[Collected data]
= Beginning of Section =

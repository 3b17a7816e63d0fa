//! Request/response exchange with the supervised server.

use std::time::Duration;

use serde_json::{Map, Value};
use tokio::io::{AsyncBufReadExt, AsyncReadExt, AsyncWriteExt};
use tokio::sync::Mutex;
use tokio::time::timeout;
use tracing::{debug, warn};

use crate::error::{Error, Result};
use crate::ids::RequestIdAllocator;
use crate::protocol::{self, JsonRpcRequest};
use crate::supervisor::{ProcessState, ProcessSupervisor, ServerConfig};

/// Client for one server process.
///
/// Calls are serialized: the supervisor and id allocator sit behind one
/// async mutex, so exactly one request is on the wire at a time and
/// responses are matched to requests by order.
pub struct Client {
    inner: Mutex<Inner>,
    timeout: Duration,
}

struct Inner {
    supervisor: ProcessSupervisor,
    ids: RequestIdAllocator,
}

impl Client {
    /// Create a client; the server is started lazily on the first call.
    pub fn new(config: ServerConfig) -> Self {
        Self::with_supervisor(ProcessSupervisor::new(config))
    }

    pub fn with_supervisor(supervisor: ProcessSupervisor) -> Self {
        let timeout = supervisor.config().request_timeout;
        Self {
            inner: Mutex::new(Inner {
                supervisor,
                ids: RequestIdAllocator::new(),
            }),
            timeout,
        }
    }

    /// Send one request and wait for its response, using the configured timeout.
    pub async fn call(&self, method: &str, params: Map<String, Value>) -> Result<Value> {
        self.call_with_timeout(method, params, self.timeout).await
    }

    /// Send one request and wait at most `limit` for its response.
    ///
    /// A timeout or closed pipe is a transport error and kills the current
    /// process; the next call spawns a new one. Nothing is retried.
    pub async fn call_with_timeout(
        &self,
        method: &str,
        params: Map<String, Value>,
        limit: Duration,
    ) -> Result<Value> {
        let mut inner = self.inner.lock().await;
        let Inner { supervisor, ids } = &mut *inner;

        supervisor.ensure_running().await?;

        let id = ids.next();
        let request = JsonRpcRequest::new(id, method, params);
        let line = protocol::encode(&request)?;
        debug!(id, method, "sending request");

        let exchanged = timeout(limit, round_trip(supervisor, &line)).await;
        let response = match exchanged {
            Ok(Ok(response)) => response,
            Ok(Err(reason)) => {
                let diagnostics = supervisor.discard().await;
                return Err(Error::transport(reason, diagnostics));
            }
            Err(_) => {
                warn!(id, method, timeout_ms = limit.as_millis() as u64, "request timed out");
                let diagnostics = supervisor.discard().await;
                return Err(Error::transport(
                    format!("no response within {}ms", limit.as_millis()),
                    diagnostics,
                ));
            }
        };
        supervisor.finish_request();

        let response = match String::from_utf8(response) {
            Ok(text) => text,
            Err(e) => {
                return Err(Error::Protocol {
                    line: String::from_utf8_lossy(e.as_bytes()).into_owned(),
                    diagnostics: supervisor.diagnostics(),
                });
            }
        };

        let outcome = protocol::decode_response(&response, Some(id), || supervisor.diagnostics());
        debug!(id, ok = outcome.is_ok(), "received response");
        outcome
    }

    /// Start the server now instead of on the first call.
    pub async fn ensure_running(&self) -> Result<()> {
        self.inner.lock().await.supervisor.ensure_running().await
    }

    pub async fn is_alive(&self) -> bool {
        self.inner.lock().await.supervisor.is_alive()
    }

    pub async fn state(&self) -> ProcessState {
        self.inner.lock().await.supervisor.state()
    }

    /// Number of server processes spawned by this client.
    pub async fn spawn_count(&self) -> u64 {
        self.inner.lock().await.supervisor.spawn_count()
    }

    /// Terminate the server process, if any.
    pub async fn shutdown(&self) {
        self.inner.lock().await.supervisor.stop().await;
    }
}

/// Write one request line and read one response line of at most
/// `max_response_size` bytes.
async fn round_trip(
    supervisor: &mut ProcessSupervisor,
    line: &str,
) -> std::result::Result<Vec<u8>, String> {
    let max = supervisor.config().max_response_size;
    let (stdin, stdout) = supervisor
        .begin_request()
        .ok_or_else(|| "server is not running".to_string())?;

    stdin
        .write_all(line.as_bytes())
        .await
        .map_err(|e| format!("failed to write request: {e}"))?;
    stdin
        .flush()
        .await
        .map_err(|e| format!("failed to flush request: {e}"))?;

    let mut response = Vec::new();
    let bytes_read = stdout
        .take((max as u64).saturating_add(1))
        .read_until(b'\n', &mut response)
        .await
        .map_err(|e| format!("failed to read response: {e}"))?;
    if bytes_read == 0 {
        return Err("no response received from server".to_string());
    }
    if response.len() > max && !response.ends_with(b"\n") {
        return Err(format!("response exceeds {max} bytes"));
    }
    Ok(response)
}
mod commands;
mod config;
mod error;

use std::path::{Path, PathBuf};
use std::time::Duration;

use clap::Parser;
use mcp::Client;
use tracing::debug;
use tracing_subscriber::EnvFilter;

use commands::Cli;
use config::Config;
use error::{Error, Result};

const CONFIG_FILE: &str = "mcp-client.toml";
const LOG_ENV: &str = "MCP_CLIENT_LOG";

#[tokio::main]
async fn main() {
    init_logging();

    if let Err(e) = run().await {
        eprintln!("Error: {e}");
        std::process::exit(1);
    }
}

/// Log to stderr so stdout carries only the JSON result.
fn init_logging() {
    let filter = EnvFilter::try_from_env(LOG_ENV).unwrap_or_else(|_| EnvFilter::new("warn"));
    tracing_subscriber::fmt()
        .with_env_filter(filter)
        .with_writer(std::io::stderr)
        .init();
}

async fn run() -> Result<()> {
    let cli = Cli::parse();

    let mut server = load_config(cli.config.as_deref())?.into_server_config();
    if let Some(command) = cli.server {
        server.command = command;
    }
    if let Some(secs) = cli.timeout {
        server.request_timeout = Duration::from_secs(secs);
    }
    debug!(command = %server.command.display(), "using server");

    let request = cli.command.into_request().map_err(Error::Request)?;
    let client = Client::new(server);
    let outcome = request.send(&client).await;
    client.shutdown().await;

    let result = outcome?;
    println!("{}", serde_json::to_string_pretty(&result)?);
    Ok(())
}

fn load_config(explicit: Option<&Path>) -> Result<Config> {
    match explicit {
        Some(path) if !path.exists() => Err(Error::ConfigNotFound {
            path: path.to_path_buf(),
        }),
        Some(path) => Ok(Config::load(path)?),
        None => {
            let default_path = PathBuf::from(CONFIG_FILE);
            if default_path.exists() {
                Ok(Config::load(&default_path)?)
            } else {
                Ok(Config::default())
            }
        }
    }
}
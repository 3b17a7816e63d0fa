//! The `{method, params}` shape every facade produces.

use serde::Serialize;
use serde_json::{Map, Value};

/// A request ready for [`mcp::Client::call`].
#[derive(Debug, Clone, PartialEq, Serialize)]
pub struct ToolRequest {
    pub method: String,
    pub params: Map<String, Value>,
}

impl ToolRequest {
    pub fn new(method: impl Into<String>, params: Map<String, Value>) -> Self {
        Self {
            method: method.into(),
            params,
        }
    }

    /// Build params from any value that serializes to a JSON object.
    ///
    /// Fails if serialization fails or the value is not an object.
    pub fn from_serialize(
        method: impl Into<String>,
        params: &impl Serialize,
    ) -> serde_json::Result<Self> {
        match serde_json::to_value(params)? {
            Value::Object(map) => Ok(Self::new(method, map)),
            other => Err(serde::ser::Error::custom(format!(
                "params must be a JSON object, got {other}"
            ))),
        }
    }

    /// Send this request and return the server's result.
    pub async fn send(self, client: &mcp::Client) -> mcp::Result<Value> {
        client.call(&self.method, self.params).await
    }
}

/// A tool-specific action that serializes to its own params object.
pub trait Facade: Serialize + Sized {
    /// Method name the server dispatches on.
    const METHOD: &'static str;

    fn into_request(self) -> serde_json::Result<ToolRequest> {
        ToolRequest::from_serialize(Self::METHOD, &self)
    }
}

#[cfg(test)]
mod tests {
    use super::*;
    use serde_json::json;

    #[test]
    fn non_object_params_are_rejected() {
        let err = ToolRequest::from_serialize("noop", &42).unwrap_err();
        assert!(err.to_string().contains("params must be a JSON object"));
    }

    #[test]
    fn serialization_failure_is_reported() {
        struct Broken;
        impl Serialize for Broken {
            fn serialize<S: serde::Serializer>(&self, _: S) -> Result<S::Ok, S::Error> {
                Err(serde::ser::Error::custom("unserializable"))
            }
        }

        let err = ToolRequest::from_serialize("noop", &Broken).unwrap_err();
        assert!(err.to_string().contains("unserializable"));
    }

    #[test]
    fn serializes_as_method_and_params() {
        #[derive(Serialize)]
        struct Ping {
            count: u32,
        }
        impl Facade for Ping {
            const METHOD: &'static str = "ping";
        }

        let req = Ping { count: 2 }.into_request().unwrap();
        assert_eq!(
            serde_json::to_value(&req).unwrap(),
            json!({"method": "ping", "params": {"count": 2}})
        );
    }
}
//! Command-line surface, one subcommand per tool.

use std::path::PathBuf;

use clap::{Parser, Subcommand};
use tools::{
    Facade, Git, Graph, Memory, Priority, Scrape, Search, Status, Task, Thinking, ToolRequest,
};

#[derive(Debug, Parser)]
#[command(name = "mcp-client")]
#[command(about = "Command line interface for MCP tools", long_about = None)]
#[command(version)]
pub struct Cli {
    /// Config file (default: ./mcp-client.toml if present)
    #[arg(long, global = true)]
    pub config: Option<PathBuf>,

    /// Server executable, overriding the config
    #[arg(long, global = true)]
    pub server: Option<PathBuf>,

    /// Response timeout in seconds, overriding the config
    #[arg(long, global = true)]
    pub timeout: Option<u64>,

    #[command(subcommand)]
    pub command: Commands,
}

#[derive(Debug, Subcommand)]
pub enum Commands {
    /// Sequential thinking tool
    Think {
        #[command(subcommand)]
        action: ThinkAction,
    },
    /// Memory tool
    Memory {
        #[command(subcommand)]
        action: MemoryAction,
    },
    /// Knowledge graph tool
    Graph {
        #[command(subcommand)]
        action: GraphAction,
    },
    /// Task planning tool
    Task {
        #[command(subcommand)]
        action: TaskAction,
    },
    /// Brave search tool
    Search {
        /// Search query
        query: String,
    },
    /// URL scraping tool
    Scrape {
        /// URL to scrape
        url: String,
    },
    /// Git tool
    Git {
        /// Repository path on the server side
        #[arg(long, global = true)]
        repo: Option<String>,
        #[command(subcommand)]
        action: GitAction,
    },
}

#[derive(Debug, Subcommand)]
pub enum ThinkAction {
    /// Add a new thought
    Add {
        #[arg(long)]
        content: String,
        /// Total number of thoughts
        #[arg(long, default_value_t = 1)]
        total: u32,
    },
    /// Revise an existing thought
    Revise {
        #[arg(long)]
        content: String,
        /// Number of the thought to revise
        #[arg(long)]
        revises: u32,
    },
    /// Branch from an existing thought
    Branch {
        #[arg(long)]
        content: String,
        /// Thought number to branch from
        #[arg(long)]
        branch_from: u32,
        /// Branch identifier
        #[arg(long)]
        branch_id: String,
    },
    /// Show one thought
    Get {
        #[arg(long)]
        number: u32,
    },
    /// Show every thought on a branch
    GetBranch {
        #[arg(long)]
        branch_id: String,
    },
}

#[derive(Debug, Subcommand)]
pub enum MemoryAction {
    /// Store a thought in memory
    Memorize {
        /// Thought number to memorize
        #[arg(long)]
        thought: u32,
        /// Tags for the thought
        #[arg(long, num_args = 1..)]
        tags: Option<Vec<String>>,
    },
    /// Connect two memorized thoughts
    Connect {
        #[arg(long)]
        from_thought: u32,
        #[arg(long)]
        to_thought: u32,
        #[arg(long)]
        relation: String,
    },
    /// Search memorized thoughts
    Search {
        #[arg(long)]
        query: String,
    },
}

#[derive(Debug, Subcommand)]
pub enum GraphAction {
    /// Create the root node
    CreateRoot {
        #[arg(long)]
        name: String,
        #[arg(long)]
        description: String,
        #[arg(long)]
        content: String,
    },
    /// Create a node under a parent
    CreateNode {
        #[arg(long)]
        name: String,
        #[arg(long)]
        description: String,
        #[arg(long)]
        content: String,
        /// Parent node name
        #[arg(long)]
        parent: String,
        /// Relation to the parent
        #[arg(long)]
        relation: String,
    },
    /// Fetch a node by name
    Get {
        #[arg(long)]
        name: String,
    },
    /// Search nodes
    Search {
        #[arg(long)]
        query: String,
    },
}

#[derive(Debug, Subcommand)]
pub enum TaskAction {
    /// Create a task
    Create {
        #[arg(long)]
        title: String,
        #[arg(long)]
        description: String,
        #[arg(long)]
        project: String,
        /// low, medium, high or critical
        #[arg(long)]
        priority: Option<Priority>,
    },
    /// Update a task's status or priority
    Update {
        #[arg(long)]
        task_id: String,
        /// not-started, in-progress, blocked, completed or cancelled
        #[arg(long)]
        status: Option<Status>,
        #[arg(long)]
        priority: Option<Priority>,
    },
    /// Show a task
    Get {
        #[arg(long)]
        task_id: String,
    },
    /// Search tasks
    Search {
        #[arg(long)]
        query: String,
    },
}

#[derive(Debug, Subcommand)]
pub enum GitAction {
    /// Initialize a repository
    Init,
    /// Stage files
    Add {
        #[arg(long, num_args = 1.., required = true)]
        files: Vec<String>,
    },
    /// Commit staged changes
    Commit {
        #[arg(long)]
        message: String,
    },
    /// Show working tree status
    Status,
    /// Show recent commits
    Log {
        #[arg(long)]
        max_count: Option<u32>,
    },
}

impl Commands {
    /// Translate the parsed command into the request sent to the server.
    pub fn into_request(self) -> serde_json::Result<ToolRequest> {
        match self {
            Commands::Think { action } => thinking(action).into_request(),
            Commands::Memory { action } => memory(action).into_request(),
            Commands::Graph { action } => graph(action).into_request(),
            Commands::Task { action } => task(action).into_request(),
            Commands::Search { query } => Search { query }.into_request(),
            Commands::Scrape { url } => Scrape { url }.into_request(),
            Commands::Git { repo, action } => git(action, repo).into_request(),
        }
    }
}

fn thinking(action: ThinkAction) -> Thinking {
    match action {
        ThinkAction::Add { content, total } => Thinking::Add {
            content,
            total_thoughts: total,
        },
        ThinkAction::Revise { content, revises } => Thinking::Revise {
            content,
            revises_number: revises,
        },
        ThinkAction::Branch {
            content,
            branch_from,
            branch_id,
        } => Thinking::Branch {
            content,
            branch_from,
            branch_id,
        },
        ThinkAction::Get { number } => Thinking::Get { number },
        ThinkAction::GetBranch { branch_id } => Thinking::GetBranch { branch_id },
    }
}

fn memory(action: MemoryAction) -> Memory {
    match action {
        MemoryAction::Memorize { thought, tags } => Memory::Memorize {
            thought_number: thought,
            tags,
        },
        MemoryAction::Connect {
            from_thought,
            to_thought,
            relation,
        } => Memory::Connect {
            from_thought,
            to_thought,
            relation,
        },
        MemoryAction::Search { query } => Memory::Search { query },
    }
}

fn graph(action: GraphAction) -> Graph {
    match action {
        GraphAction::CreateRoot {
            name,
            description,
            content,
        } => Graph::CreateRoot {
            name,
            description,
            content,
        },
        GraphAction::CreateNode {
            name,
            description,
            content,
            parent,
            relation,
        } => Graph::CreateNode {
            name,
            description,
            content,
            parent_name: parent,
            relation,
        },
        GraphAction::Get { name } => Graph::Get { node_name: name },
        GraphAction::Search { query } => Graph::Search { query },
    }
}

fn task(action: TaskAction) -> Task {
    match action {
        TaskAction::Create {
            title,
            description,
            project,
            priority,
        } => Task::Create {
            title,
            description,
            project,
            priority,
        },
        TaskAction::Update {
            task_id,
            status,
            priority,
        } => Task::Update {
            task_id,
            status,
            priority,
        },
        TaskAction::Get { task_id } => Task::Get { task_id },
        TaskAction::Search { query } => Task::Search { query },
    }
}

fn git(action: GitAction, repo_path: Option<String>) -> Git {
    match action {
        GitAction::Init => Git::Init { repo_path },
        GitAction::Add { files } => Git::Add { files, repo_path },
        GitAction::Commit { message } => Git::Commit { message, repo_path },
        GitAction::Status => Git::Status { repo_path },
        GitAction::Log { max_count } => Git::Log {
            max_count,
            repo_path,
        },
    }
}

#[cfg(test)]
mod tests {
    use super::*;
    use clap::CommandFactory;
    use serde_json::{Value, json};

    fn request(args: &[&str]) -> ToolRequest {
        let mut argv = vec!["mcp-client"];
        argv.extend_from_slice(args);
        Cli::try_parse_from(argv).unwrap().command.into_request().unwrap()
    }

    #[test]
    fn cli_definition_is_valid() {
        Cli::command().debug_assert();
    }

    #[test]
    fn think_add() {
        let req = request(&["think", "add", "--content", "hello", "--total", "3"]);
        assert_eq!(
            serde_json::to_value(&req).unwrap(),
            json!({
                "method": "sequential_thinking",
                "params": {
                    "action": "add_thought",
                    "params": {"content": "hello", "total_thoughts": 3}
                }
            })
        );
    }

    #[test]
    fn think_add_defaults_total_to_one() {
        let req = request(&["think", "add", "--content", "x"]);
        assert_eq!(req.params["params"]["total_thoughts"], json!(1));
    }

    #[test]
    fn think_branch() {
        let req = request(&[
            "think",
            "branch",
            "--content",
            "c",
            "--branch-from",
            "2",
            "--branch-id",
            "B",
        ]);
        assert_eq!(
            Value::Object(req.params),
            json!({
                "action": "branch_thought",
                "params": {"content": "c", "branch_from": 2, "branch_id": "B"}
            })
        );
    }

    #[test]
    fn memory_memorize_with_tags() {
        let req = request(&["memory", "memorize", "--thought", "2", "--tags", "rust", "async"]);
        assert_eq!(req.method, "memory");
        assert_eq!(
            req.params["params"],
            json!({"thought_number": 2, "tags": ["rust", "async"]})
        );
    }

    #[test]
    fn task_update_parses_status() {
        let req = request(&["task", "update", "--task-id", "t-9", "--status", "in-progress"]);
        assert_eq!(
            req.params["params"],
            json!({"task_id": "t-9", "status": "InProgress"})
        );
    }

    #[test]
    fn task_rejects_unknown_priority() {
        let parsed = Cli::try_parse_from([
            "mcp-client",
            "task",
            "create",
            "--title",
            "t",
            "--description",
            "d",
            "--project",
            "p",
            "--priority",
            "urgent",
        ]);
        assert!(parsed.is_err());
    }

    #[test]
    fn git_commit_with_repo() {
        let req = request(&["git", "--repo", "./repo", "commit", "--message", "init"]);
        assert_eq!(
            Value::Object(req.params),
            json!({
                "action": "commit_changes",
                "params": {"message": "init", "repo_path": "./repo"}
            })
        );
    }

    #[test]
    fn search_and_scrape_are_flat() {
        let req = request(&["search", "tokio"]);
        assert_eq!(
            serde_json::to_value(&req).unwrap(),
            json!({"method": "brave_search", "params": {"query": "tokio"}})
        );

        let req = request(&["scrape", "https://example.com"]);
        assert_eq!(Value::Object(req.params), json!({"url": "https://example.com"}));
    }

    #[test]
    fn global_flags_parse_after_subcommand() {
        let cli = Cli::try_parse_from(["mcp-client", "search", "q", "--timeout", "5"]).unwrap();
        assert_eq!(cli.timeout, Some(5));
    }
}
//! Git facade.

use serde::Serialize;

use crate::Facade;

/// Actions of the `git` tool. `repo_path` defaults to the server's choice.
#[derive(Debug, Clone, PartialEq, Serialize)]
#[serde(tag = "action", content = "params")]
pub enum Git {
    #[serde(rename = "init_repo")]
    Init {
        #[serde(skip_serializing_if = "Option::is_none")]
        repo_path: Option<String>,
    },

    #[serde(rename = "add_files")]
    Add {
        files: Vec<String>,
        #[serde(skip_serializing_if = "Option::is_none")]
        repo_path: Option<String>,
    },

    #[serde(rename = "commit_changes")]
    Commit {
        message: String,
        #[serde(skip_serializing_if = "Option::is_none")]
        repo_path: Option<String>,
    },

    #[serde(rename = "get_status")]
    Status {
        #[serde(skip_serializing_if = "Option::is_none")]
        repo_path: Option<String>,
    },

    #[serde(rename = "get_log")]
    Log {
        #[serde(skip_serializing_if = "Option::is_none")]
        max_count: Option<u32>,
        #[serde(skip_serializing_if = "Option::is_none")]
        repo_path: Option<String>,
    },
}

impl Facade for Git {
    const METHOD: &'static str = "git";
}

= End of Section =

WHAT THIS TASK INVOLVES: Once a line of the records is found to contain "clap", copy it out.

ANSWER SPACE:
use clap::Parser;
use clap::{Parser, Subcommand};
    use clap::CommandFactory;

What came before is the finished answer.